> [What you should do]:
Among the entries below, find the lines with the word "jtlconnector" and return them.

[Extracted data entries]
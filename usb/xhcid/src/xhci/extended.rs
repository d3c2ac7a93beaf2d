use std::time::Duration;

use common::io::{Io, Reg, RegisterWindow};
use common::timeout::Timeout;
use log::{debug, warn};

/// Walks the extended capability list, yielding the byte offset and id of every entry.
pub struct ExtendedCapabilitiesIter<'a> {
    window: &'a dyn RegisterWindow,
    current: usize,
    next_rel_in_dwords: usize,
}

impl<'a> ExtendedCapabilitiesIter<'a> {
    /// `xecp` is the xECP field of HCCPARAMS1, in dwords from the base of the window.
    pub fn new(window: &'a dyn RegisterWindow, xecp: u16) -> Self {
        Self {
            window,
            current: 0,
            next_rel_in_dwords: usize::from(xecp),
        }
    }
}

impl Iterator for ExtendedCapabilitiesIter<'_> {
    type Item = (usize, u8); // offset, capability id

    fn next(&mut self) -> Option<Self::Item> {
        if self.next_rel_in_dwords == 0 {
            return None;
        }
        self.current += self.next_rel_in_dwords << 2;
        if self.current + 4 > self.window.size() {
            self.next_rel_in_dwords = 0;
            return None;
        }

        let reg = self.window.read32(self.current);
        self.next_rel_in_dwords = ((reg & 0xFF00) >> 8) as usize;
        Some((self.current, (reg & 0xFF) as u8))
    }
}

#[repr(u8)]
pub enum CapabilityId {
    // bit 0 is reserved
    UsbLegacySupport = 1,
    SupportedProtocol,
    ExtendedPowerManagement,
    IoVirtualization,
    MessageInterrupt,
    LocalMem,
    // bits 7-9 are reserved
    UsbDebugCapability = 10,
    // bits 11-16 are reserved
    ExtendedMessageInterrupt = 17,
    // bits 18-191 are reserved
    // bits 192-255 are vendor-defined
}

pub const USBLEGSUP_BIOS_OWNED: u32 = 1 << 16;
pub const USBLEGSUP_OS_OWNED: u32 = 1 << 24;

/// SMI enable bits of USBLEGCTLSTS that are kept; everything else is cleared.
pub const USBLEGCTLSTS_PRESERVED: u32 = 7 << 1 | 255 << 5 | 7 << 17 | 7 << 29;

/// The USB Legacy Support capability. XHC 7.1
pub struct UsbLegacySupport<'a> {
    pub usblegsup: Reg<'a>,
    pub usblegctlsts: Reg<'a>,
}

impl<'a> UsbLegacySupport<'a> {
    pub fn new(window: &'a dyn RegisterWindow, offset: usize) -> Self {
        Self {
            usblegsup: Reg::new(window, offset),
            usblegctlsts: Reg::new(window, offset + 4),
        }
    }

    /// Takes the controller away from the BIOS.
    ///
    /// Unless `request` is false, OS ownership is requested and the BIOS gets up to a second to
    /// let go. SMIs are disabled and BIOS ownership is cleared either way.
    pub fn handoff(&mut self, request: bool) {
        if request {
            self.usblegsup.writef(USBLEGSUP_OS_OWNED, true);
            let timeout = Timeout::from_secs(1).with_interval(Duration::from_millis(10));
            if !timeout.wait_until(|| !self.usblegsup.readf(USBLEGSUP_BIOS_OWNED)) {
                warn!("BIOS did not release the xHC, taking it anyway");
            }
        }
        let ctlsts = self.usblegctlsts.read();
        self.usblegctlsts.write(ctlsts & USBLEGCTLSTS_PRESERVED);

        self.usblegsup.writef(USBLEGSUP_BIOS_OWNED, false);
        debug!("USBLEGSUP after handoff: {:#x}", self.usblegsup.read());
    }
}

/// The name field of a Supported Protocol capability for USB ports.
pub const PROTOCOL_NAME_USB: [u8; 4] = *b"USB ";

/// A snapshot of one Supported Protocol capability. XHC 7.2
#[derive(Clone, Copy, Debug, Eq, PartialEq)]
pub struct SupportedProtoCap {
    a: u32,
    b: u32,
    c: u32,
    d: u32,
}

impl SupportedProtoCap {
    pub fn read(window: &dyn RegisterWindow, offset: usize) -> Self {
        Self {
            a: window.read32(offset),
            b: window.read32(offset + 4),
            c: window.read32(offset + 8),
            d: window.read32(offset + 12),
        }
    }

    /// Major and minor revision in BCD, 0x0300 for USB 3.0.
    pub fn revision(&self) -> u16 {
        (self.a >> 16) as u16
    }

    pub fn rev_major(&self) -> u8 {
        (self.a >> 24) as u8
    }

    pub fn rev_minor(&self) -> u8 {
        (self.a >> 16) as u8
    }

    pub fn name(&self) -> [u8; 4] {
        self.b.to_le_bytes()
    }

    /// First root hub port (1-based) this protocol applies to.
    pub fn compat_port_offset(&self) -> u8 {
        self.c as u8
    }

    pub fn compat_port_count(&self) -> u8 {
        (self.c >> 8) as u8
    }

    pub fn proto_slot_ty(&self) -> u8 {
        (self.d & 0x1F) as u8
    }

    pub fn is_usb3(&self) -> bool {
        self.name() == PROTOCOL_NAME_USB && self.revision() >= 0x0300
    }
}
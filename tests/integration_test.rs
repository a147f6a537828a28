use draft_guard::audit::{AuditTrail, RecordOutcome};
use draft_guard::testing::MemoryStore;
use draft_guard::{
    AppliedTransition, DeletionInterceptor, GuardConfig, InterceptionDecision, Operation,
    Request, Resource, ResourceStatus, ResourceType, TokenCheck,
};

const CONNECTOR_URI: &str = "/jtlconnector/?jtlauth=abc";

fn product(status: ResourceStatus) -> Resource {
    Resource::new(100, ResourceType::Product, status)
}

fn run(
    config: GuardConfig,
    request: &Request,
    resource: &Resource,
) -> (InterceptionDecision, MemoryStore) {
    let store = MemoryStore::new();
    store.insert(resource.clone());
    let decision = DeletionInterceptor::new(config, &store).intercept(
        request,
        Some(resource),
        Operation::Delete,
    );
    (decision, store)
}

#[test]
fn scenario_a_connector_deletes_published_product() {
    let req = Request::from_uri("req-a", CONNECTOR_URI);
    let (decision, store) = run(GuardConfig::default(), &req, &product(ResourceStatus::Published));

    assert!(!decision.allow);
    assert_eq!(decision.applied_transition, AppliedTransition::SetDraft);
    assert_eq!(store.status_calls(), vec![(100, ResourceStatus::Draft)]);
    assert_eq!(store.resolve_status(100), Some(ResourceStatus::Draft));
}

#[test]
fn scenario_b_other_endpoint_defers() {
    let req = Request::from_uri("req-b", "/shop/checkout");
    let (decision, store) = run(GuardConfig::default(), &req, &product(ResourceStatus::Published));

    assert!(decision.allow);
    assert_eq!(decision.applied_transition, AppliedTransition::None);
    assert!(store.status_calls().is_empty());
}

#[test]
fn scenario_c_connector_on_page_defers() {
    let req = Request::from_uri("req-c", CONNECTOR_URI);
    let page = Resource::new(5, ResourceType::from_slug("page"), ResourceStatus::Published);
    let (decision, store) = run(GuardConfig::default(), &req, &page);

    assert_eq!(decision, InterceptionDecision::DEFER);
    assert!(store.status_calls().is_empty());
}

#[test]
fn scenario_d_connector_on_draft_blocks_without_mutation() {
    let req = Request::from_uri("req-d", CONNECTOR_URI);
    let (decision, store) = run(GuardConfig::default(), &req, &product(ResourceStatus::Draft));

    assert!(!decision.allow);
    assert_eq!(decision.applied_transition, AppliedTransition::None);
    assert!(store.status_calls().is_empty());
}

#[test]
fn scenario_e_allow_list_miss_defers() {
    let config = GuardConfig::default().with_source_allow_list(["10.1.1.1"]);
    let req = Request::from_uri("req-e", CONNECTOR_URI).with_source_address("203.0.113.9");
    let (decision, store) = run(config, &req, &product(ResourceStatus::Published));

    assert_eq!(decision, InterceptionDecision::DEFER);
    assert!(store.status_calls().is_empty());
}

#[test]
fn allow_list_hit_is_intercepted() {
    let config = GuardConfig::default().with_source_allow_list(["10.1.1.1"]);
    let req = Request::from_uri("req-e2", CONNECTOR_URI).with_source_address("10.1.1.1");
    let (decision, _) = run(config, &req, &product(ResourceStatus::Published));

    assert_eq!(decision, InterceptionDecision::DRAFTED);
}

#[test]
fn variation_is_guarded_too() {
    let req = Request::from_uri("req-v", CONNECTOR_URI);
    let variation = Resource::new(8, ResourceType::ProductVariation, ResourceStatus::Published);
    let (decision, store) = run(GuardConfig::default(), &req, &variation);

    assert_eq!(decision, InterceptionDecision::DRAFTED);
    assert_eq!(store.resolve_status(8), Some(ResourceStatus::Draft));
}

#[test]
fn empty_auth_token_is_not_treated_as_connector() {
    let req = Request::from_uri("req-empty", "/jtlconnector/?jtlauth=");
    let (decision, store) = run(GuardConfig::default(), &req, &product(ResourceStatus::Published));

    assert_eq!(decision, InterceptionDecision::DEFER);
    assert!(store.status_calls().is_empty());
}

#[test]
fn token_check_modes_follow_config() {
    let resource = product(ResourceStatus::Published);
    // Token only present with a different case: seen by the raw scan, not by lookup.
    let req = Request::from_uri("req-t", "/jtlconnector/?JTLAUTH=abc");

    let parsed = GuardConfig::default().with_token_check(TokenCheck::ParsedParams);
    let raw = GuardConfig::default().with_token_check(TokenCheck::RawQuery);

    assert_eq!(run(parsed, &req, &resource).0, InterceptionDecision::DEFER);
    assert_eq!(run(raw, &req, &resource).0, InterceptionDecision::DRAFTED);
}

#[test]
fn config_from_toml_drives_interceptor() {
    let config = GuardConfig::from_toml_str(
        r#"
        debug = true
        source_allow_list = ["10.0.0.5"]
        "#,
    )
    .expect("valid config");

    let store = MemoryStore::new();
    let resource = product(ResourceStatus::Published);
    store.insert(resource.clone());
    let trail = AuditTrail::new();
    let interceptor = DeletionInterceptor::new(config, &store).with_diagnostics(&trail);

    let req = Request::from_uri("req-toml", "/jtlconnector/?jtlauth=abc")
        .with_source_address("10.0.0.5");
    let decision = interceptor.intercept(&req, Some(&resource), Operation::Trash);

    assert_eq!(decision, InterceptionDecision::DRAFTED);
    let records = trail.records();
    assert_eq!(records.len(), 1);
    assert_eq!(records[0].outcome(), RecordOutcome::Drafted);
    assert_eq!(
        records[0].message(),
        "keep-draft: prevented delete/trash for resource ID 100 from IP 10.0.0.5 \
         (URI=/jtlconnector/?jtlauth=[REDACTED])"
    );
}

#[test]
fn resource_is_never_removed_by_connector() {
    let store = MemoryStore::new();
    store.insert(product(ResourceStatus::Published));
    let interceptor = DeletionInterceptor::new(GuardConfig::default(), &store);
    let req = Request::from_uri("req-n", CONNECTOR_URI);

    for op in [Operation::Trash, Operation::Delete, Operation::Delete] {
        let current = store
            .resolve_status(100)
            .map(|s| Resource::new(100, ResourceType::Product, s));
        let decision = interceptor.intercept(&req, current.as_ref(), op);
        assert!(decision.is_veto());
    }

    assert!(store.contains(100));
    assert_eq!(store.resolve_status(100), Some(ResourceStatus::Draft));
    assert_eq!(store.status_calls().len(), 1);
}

> [Written solution]:
const CONNECTOR_URI: &str = "/jtlconnector/?jtlauth=abc";
    let req = Request::from_uri("req-empty", "/jtlconnector/?jtlauth=");
    let req = Request::from_uri("req-t", "/jtlconnector/?JTLAUTH=abc");
    let req = Request::from_uri("req-toml", "/jtlconnector/?jtlauth=abc")
         (URI=/jtlconnector/?jtlauth=[REDACTED])"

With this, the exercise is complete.